Exercise requirements –
The entries should be given again so that each one matches the original exactly.

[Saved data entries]
-------

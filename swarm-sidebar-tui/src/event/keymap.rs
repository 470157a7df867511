//! 快捷键绑定

use crossterm::event::{KeyCode, KeyEvent, KeyModifiers};

/// 快捷键绑定
#[derive(Debug, Clone)]
pub struct KeyBinding {
    pub modifiers: KeyModifiers,
    pub code: KeyCode,
}

impl KeyBinding {
    pub const fn new(modifiers: KeyModifiers, code: KeyCode) -> Self {
        Self { modifiers, code }
    }

    pub const fn key(code: KeyCode) -> Self {
        Self::new(KeyModifiers::NONE, code)
    }

    pub const fn alt(code: KeyCode) -> Self {
        Self::new(KeyModifiers::ALT, code)
    }

    pub const fn ctrl(code: KeyCode) -> Self {
        Self::new(KeyModifiers::CONTROL, code)
    }

    /// 检查按键事件是否匹配此快捷键绑定
    pub fn matches(&self, key: &KeyEvent) -> bool {
        key.modifiers == self.modifiers && key.code == self.code
    }
}

/// 默认快捷键配置
pub struct DefaultKeymap;

impl DefaultKeymap {
    // 全局
    pub const QUIT: KeyBinding = KeyBinding::alt(KeyCode::Char('q'));
    pub const FORCE_QUIT: KeyBinding = KeyBinding::ctrl(KeyCode::Char('c'));
    pub const HELP: KeyBinding = KeyBinding::key(KeyCode::Char('?'));
    pub const REFRESH: KeyBinding = KeyBinding::alt(KeyCode::Char('r'));
    pub const CYCLE_MENU_MODE: KeyBinding = KeyBinding::alt(KeyCode::Char('m'));
    pub const SETTINGS: KeyBinding = KeyBinding::alt(KeyCode::Char('s'));
    pub const BACK: KeyBinding = KeyBinding::key(KeyCode::Esc);
    pub const SWITCH_PANEL: KeyBinding = KeyBinding::key(KeyCode::Tab);

    // 导航
    pub const NAV_CONFIRM: KeyBinding = KeyBinding::key(KeyCode::Enter);
}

-------

Output of the task –
filename swarm-sidebar-tui/src/event/keymap.rs
repository 470157a7df867511
//! 快捷键绑定

use crossterm::event::{KeyCode, KeyEvent, KeyModifiers};

/// 快捷键绑定
#[derive(Debug, Clone)]
pub struct KeyBinding {
    pub modifiers: KeyModifiers,
    pub code: KeyCode,
}

impl KeyBinding {
    pub const fn new(modifiers: KeyModifiers, code: KeyCode) -> Self {
        Self { modifiers, code }
    }

    pub const fn key(code: KeyCode) -> Self {
        Self::new(KeyModifiers::NONE, code)
    }

    pub const fn alt(code: KeyCode) -> Self {
        Self::new(KeyModifiers::ALT, code)
    }

    pub const fn ctrl(code: KeyCode) -> Self {
        Self::new(KeyModifiers::CONTROL, code)
    }

    /// 检查按键事件是否匹配此快捷键绑定
    pub fn matches(&self, key: &KeyEvent) -> bool {
        key.modifiers == self.modifiers && key.code == self.code
    }
}

/// 默认快捷键配置
pub struct DefaultKeymap;

impl DefaultKeymap {
    // 全局
    pub const QUIT: KeyBinding = KeyBinding::alt(KeyCode::Char('q'));
    pub const FORCE_QUIT: KeyBinding = KeyBinding::ctrl(KeyCode::Char('c'));
    pub const HELP: KeyBinding = KeyBinding::key(KeyCode::Char('?'));
    pub const REFRESH: KeyBinding = KeyBinding::alt(KeyCode::Char('r'));
    pub const CYCLE_MENU_MODE: KeyBinding = KeyBinding::alt(KeyCode::Char('m'));
    pub const SETTINGS: KeyBinding = KeyBinding::alt(KeyCode::Char('s'));
    pub const BACK: KeyBinding = KeyBinding::key(KeyCode::Esc);
    pub const SWITCH_PANEL: KeyBinding = KeyBinding::key(KeyCode::Tab);

    // 导航
    pub const NAV_CONFIRM: KeyBinding = KeyBinding::key(KeyCode::Enter);
}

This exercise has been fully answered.